__Work item__. Each line below containing the word "selection" needs to be shown.

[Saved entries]
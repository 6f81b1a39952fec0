//! In-memory rendering engine.
//!
//! `SceneEngine` implements the [`CanvasEngine`] facade over a
//! [`SceneGraph`] and publishes the same event stream a browser canvas
//! library would: pointer gestures produce `pointer:*`, transform progress
//! and `element:modified` on release; selection changes produce
//! `selection:*`; document loads report completion with `document:loaded`.
//!
//! Pointer coordinates are viewport coordinates; they are mapped into the
//! scene through the inverse viewport transform.

use crate::hit::{hit_test, hit_test_rect};
use crate::scene::SceneGraph;
use canvas_core::{
    CanvasEngine, Document, Element, ElementId, ElementIds, EngineError, EngineEvent,
    EngineEventKind, EventBus, Viewport, ZOrder,
};
use kurbo::{Point, Rect, Vec2};

/// Pointer gesture in progress.
#[derive(Debug, Clone, Copy)]
enum Drag {
    /// Dragging the selection; `last` is the previous scene point.
    Move { last: Point, moved: bool },
    /// Rubber-band selection from `origin` (scene coordinates).
    Marquee { origin: Point },
}

pub struct SceneEngine {
    scene: SceneGraph,
    bus: EventBus<EngineEvent>,
    viewport: Viewport,
    selection: ElementIds,
    editing: Option<ElementId>,
    drag: Option<Drag>,
    clock_ms: f64,
    live: bool,
    /// When set, `load_document` parks the document until
    /// [`SceneEngine::complete_load`] is called.
    deferred_loads: bool,
    pending_load: Option<Document>,
}

impl Default for SceneEngine {
    fn default() -> Self {
        Self::new(Viewport::default())
    }
}
//! Integration tests: starter content loading (canvas-session).
//!
//! Runs the loader against scripted fetchers on a single-threaded runtime,
//! the way the browser bridge drives it.

mod common;

use canvas_session::{
    CanvasSession, ContentLoader, DocumentFetcher, FetchError, LoadError, SessionConfig,
    SessionNotice, SessionState, TemplateId,
};
use common::*;
use pretty_assertions::assert_eq;
use serde_json::{Value, json};
use std::cell::{Cell, RefCell};

/// Returns the starter grid after yielding once, so a second request can
/// arrive while the first is in flight.
struct SlowFetcher;

impl DocumentFetcher for SlowFetcher {
    async fn fetch_document(&self, _id: &TemplateId) -> Result<Value, FetchError> {
        tokio::task::yield_now().await;
        Ok(starter_tree())
    }
}

/// Fails the first request, then serves the starter grid.
struct FlakyFetcher {
    attempts: Cell<u32>,
}

impl DocumentFetcher for FlakyFetcher {
    async fn fetch_document(&self, _id: &TemplateId) -> Result<Value, FetchError> {
        let attempt = self.attempts.get() + 1;
        self.attempts.set(attempt);
        if attempt == 1 {
            Err(FetchError::Transport("connection reset".into()))
        } else {
            Ok(starter_tree())
        }
    }
}

struct Fixed(Value);

impl DocumentFetcher for Fixed {
    async fn fetch_document(&self, _id: &TemplateId) -> Result<Value, FetchError> {
        Ok(self.0.clone())
    }
}

// ─── Success ────────────────────────────────────────────────────────────

#[tokio::test(flavor = "current_thread")]
async fn load_populates_and_reports() {
    let session = RefCell::new(awaiting_session(SessionConfig::default()));
    let loader = ContentLoader::new(SlowFetcher);

    let report = loader
        .load(&session, TemplateId::from("tpl-starter"))
        .await
        .unwrap();
    assert_eq!(report.source, "canvasData.objects");
    assert_eq!(report.elements, 40);
    assert!(report.snapshot.is_recorded());
    assert!(loader.is_loaded());

    let session = session.borrow();
    assert_eq!(session.state(), SessionState::Ready);
    assert_eq!(session.history().len(), 1);
}

#[tokio::test(flavor = "current_thread")]
async fn concurrent_request_for_same_template_is_rejected() {
    let session = RefCell::new(awaiting_session(SessionConfig::default()));
    let loader = ContentLoader::new(SlowFetcher);
    let id = TemplateId::from("tpl-starter");

    let (first, second) = tokio::join!(
        loader.load(&session, id.clone()),
        loader.load(&session, id.clone()),
    );
    assert!(first.is_ok());
    assert!(matches!(second, Err(LoadError::InFlight(ref rejected)) if *rejected == id));
    assert!(!loader.is_in_flight(&id));
    assert_eq!(session.borrow().history().len(), 1);

    let again = loader.load(&session, id).await;
    assert!(matches!(again, Err(LoadError::AlreadyLoaded)));
}

// ─── Failure ────────────────────────────────────────────────────────────

#[tokio::test(flavor = "current_thread")]
async fn failed_fetch_keeps_awaiting_content_and_allows_retry() {
    let session = RefCell::new(awaiting_session(SessionConfig::default()));
    let (notices, _sub) = record_notices(&session.borrow());
    let loader = ContentLoader::new(FlakyFetcher {
        attempts: Cell::new(0),
    });
    let id = TemplateId::from("tpl-starter");

    let failed = loader.load(&session, id.clone()).await;
    assert!(matches!(failed, Err(LoadError::Fetch(FetchError::Transport(_)))));
    assert_eq!(session.borrow().state(), SessionState::AwaitingContent);
    assert!(session.borrow().history().is_empty());
    assert!(!loader.is_in_flight(&id));
    assert!(!loader.is_loaded());
    assert!(
        notices
            .borrow()
            .iter()
            .any(|n| matches!(n, SessionNotice::LoadFailed { .. }))
    );

    loader.load(&session, id).await.unwrap();
    assert_eq!(session.borrow().state(), SessionState::Ready);
}

#[tokio::test(flavor = "current_thread")]
async fn unrecognized_tree_is_a_load_failure() {
    let session = RefCell::new(awaiting_session(SessionConfig::default()));
    let loader = ContentLoader::new(Fixed(json!({"title": "blank"})));

    let result = loader.load(&session, TemplateId::from("tpl-blank")).await;
    assert!(matches!(result, Err(LoadError::Template(_))));
    assert_eq!(session.borrow().state(), SessionState::AwaitingContent);
    assert!(session.borrow().lifecycle().last_error().is_some());
}

#[tokio::test(flavor = "current_thread")]
async fn load_before_engine_is_rejected() {
    init_logs();
    let mut session = CanvasSession::<canvas_engine::SceneEngine>::new(SessionConfig::default());
    session.begin().unwrap();
    let session = RefCell::new(session);
    let loader = ContentLoader::new(SlowFetcher);

    let result = loader.load(&session, TemplateId::from("tpl-starter")).await;
    assert!(matches!(
        result,
        Err(LoadError::NotAwaitingContent(SessionState::Initializing))
    ));
    assert!(!loader.is_loaded());
}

__Completed task__.
//! and `element:modified` on release; selection changes produce
//! `selection:*`; document loads report completion with `document:loaded`.
    /// Dragging the selection; `last` is the previous scene point.
    /// Rubber-band selection from `origin` (scene coordinates).
    selection: ElementIds,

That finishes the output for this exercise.